Molecular imprinting is a known technique for making synthetic hosts which are the man-made mimics of biological receptors or enzymes that possess sites for molecular recognition and catalysis. Molecular imprinting involves creating template-shaped cavities in polymer matrices with the memory of the template molecules used for molecular recognition. This system is based on the “lock and key” model which is the system used by enzymes for substrate recognition. Enzymes have active binding sites with a unique geometric structure which selectively bind to a substrate having a corresponding shape.
In prior art molecular imprinting processes, substrate-selective recognition sites are prepared in a matrix using a casting procedure with a template molecule. Functional monomers attach to, or assemble around, a template molecule and the functional monomers and the template molecule are subsequently linked together by a cross-linking agent to form a molecularly imprinted polymer network. Removal of the template molecule from the molecularly imprinted polymer network creates a structure complementary to the template structure allowing its tight and selective uptake.

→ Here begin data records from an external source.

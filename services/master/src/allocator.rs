//! The allocator driver.
//!
//! Sits between cluster membership (out of scope here) and the fairness
//! policy: framework and slave lifecycle events are mirrored into the
//! sorter, and each allocation pass walks the sorter's ascending-share
//! order to decide which framework is offered each slave's idle
//! resources next.
//!
//! The driver owns its sorter exclusively; callers serialise access.

use std::collections::HashMap;

use tracing::{debug, info};

use skiff_id::{FrameworkId, OfferId, SlaveId};
use skiff_messages::{FrameworkInfo, Offer, SlaveInfo};
use skiff_resources::Resources;

use crate::sorter::Sorter;

struct SlaveEntry {
    info: SlaveInfo,
    total: Resources,
    /// Resources not currently offered or in use.
    available: Resources,
}

/// Drives a [`Sorter`] and produces resource offers.
pub struct Allocator {
    sorter: Box<dyn Sorter>,
    frameworks: HashMap<FrameworkId, FrameworkInfo>,
    slaves: HashMap<SlaveId, SlaveEntry>,
}

impl Allocator {
    pub fn new(sorter: Box<dyn Sorter>) -> Self {
        Self {
            sorter,
            frameworks: HashMap::new(),
            slaves: HashMap::new(),
        }
    }

    /// Registers a framework as an allocation client. No-op for a
    /// framework that is already known.
    pub fn add_framework(&mut self, framework_id: &FrameworkId, info: FrameworkInfo) {
        self.sorter.add(&framework_id.to_string());
        self.frameworks.insert(framework_id.clone(), info);
        info!(framework_id = %framework_id, "Added framework to allocator");
    }

    /// Forgets a framework. Resources it still held must be returned
    /// separately via [`Allocator::resources_recovered`] as its tasks
    /// and executors wind down.
    pub fn remove_framework(&mut self, framework_id: &FrameworkId) {
        self.sorter.remove(&framework_id.to_string());
        self.frameworks.remove(framework_id);
        info!(framework_id = %framework_id, "Removed framework from allocator");
    }

    /// Resumes offering resources to a framework.
    pub fn activate_framework(&mut self, framework_id: &FrameworkId) {
        self.sorter.activate(&framework_id.to_string());
    }

    /// Stops offering resources to a framework without forgetting its
    /// current allocation.
    pub fn deactivate_framework(&mut self, framework_id: &FrameworkId) {
        self.sorter.deactivate(&framework_id.to_string());
    }

    /// Adds a slave and its advertised resources to the pool.
    pub fn add_slave(&mut self, slave_id: &SlaveId, info: SlaveInfo) {
        let total = info.resources.clone();
        self.sorter.add_total(&total);
        self.slaves.insert(
            slave_id.clone(),
            SlaveEntry {
                available: total.clone(),
                total,
                info,
            },
        );
        info!(slave_id = %slave_id, "Added slave to allocator");
    }

    /// Removes a slave, withdrawing its advertised resources from the
    /// pool. The pool is not clamped; it may run negative until
    /// outstanding allocations against this slave are recovered.
    pub fn remove_slave(&mut self, slave_id: &SlaveId) {
        if let Some(entry) = self.slaves.remove(slave_id) {
            self.sorter.remove_total(&entry.total);
            info!(slave_id = %slave_id, "Removed slave from allocator");
        }
    }

    /// Returns resources a framework no longer holds on a slave
    /// (declined offer, finished task, lost executor).
    pub fn resources_recovered(
        &mut self,
        framework_id: &FrameworkId,
        slave_id: &SlaveId,
        resources: &Resources,
    ) {
        if resources.is_empty() {
            return;
        }

        self.sorter
            .unallocated(&framework_id.to_string(), resources);

        if let Some(entry) = self.slaves.get_mut(slave_id) {
            entry.available += resources;
        }

        debug!(
            framework_id = %framework_id,
            slave_id = %slave_id,
            resources = %resources,
            "Recovered resources"
        );
    }

    /// The sorter's record of what a framework currently holds.
    pub fn framework_allocation(&self, framework_id: &FrameworkId) -> Resources {
        self.sorter.allocation(&framework_id.to_string())
    }

    /// Runs one allocation pass: every slave with idle resources is
    /// offered, whole, to the active framework with the lowest share at
    /// that point in the pass. Deterministic: slaves are visited in id
    /// order and ties between frameworks break on name.
    pub fn allocate(&mut self) -> Vec<Offer> {
        let mut offers = Vec::new();

        let mut slave_ids: Vec<SlaveId> = self.slaves.keys().cloned().collect();
        slave_ids.sort();

        for slave_id in slave_ids {
            let available = match self.slaves.get(&slave_id) {
                Some(entry) if !entry.available.is_empty() => entry.available.clone(),
                _ => continue,
            };

            let Some(name) = self.sorter.sort().into_iter().next() else {
                break; // No active frameworks.
            };

            let Ok(framework_id) = name.parse::<FrameworkId>() else {
                continue;
            };

            self.sorter.allocated(&name, &available);
            if let Some(entry) = self.slaves.get_mut(&slave_id) {
                entry.available = Resources::empty();
            }

            debug!(
                framework_id = %framework_id,
                slave_id = %slave_id,
                resources = %available,
                "Offering resources"
            );

            offers.push(Offer {
                offer_id: OfferId::new(),
                framework_id,
                slave_id,
                resources: available,
            });
        }

        offers
    }

    /// Number of registered frameworks.
    pub fn framework_count(&self) -> usize {
        self.frameworks.len()
    }

    /// Number of registered slaves.
    pub fn slave_count(&self) -> usize {
        self.slaves.len()
    }

    /// Hostname lookup for offer presentation.
    pub fn slave_hostname(&self, slave_id: &SlaveId) -> Option<&str> {
        self.slaves
            .get(slave_id)
            .map(|entry| entry.info.hostname.as_str())
    }
}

Despite the broad use of the above described molecular imprinting technique, there are inherent limitations with this process that decrease its practical suitability. For example, one inherent limitation is the inability for polymers to generate molecule size cavities with structure details due to the non-structure orientation around the templates and the macro-scale nature of the prior art molecular imprinting process. It is difficult to use a polymer as a building matrix to make molecule size recognition hosts. Another limitation is that the molecular recognition for sensor application is separated from transduction. For example, in nature, where there are ion channels in membranes, it is hard to distinguish molecular recognition from transduction, the two main components of sensors, as they are integrated and not separable. Other limitations and problems with the prior art molecular imprinting technique described above include heterogeneity in binding affinities, slow mass transfer in and out of the polymer matrix or network, overall low binding affinity, lack of a read-out for complexation, and slow template leaching.
Accordingly, there is a need for molecular recognition matrix that overcomes these limitations and problems and, in particular a need for a molecular recognition matrix that provides molecular recognition cavities with antibody-like ability to bind and discriminate between molecules or other structures.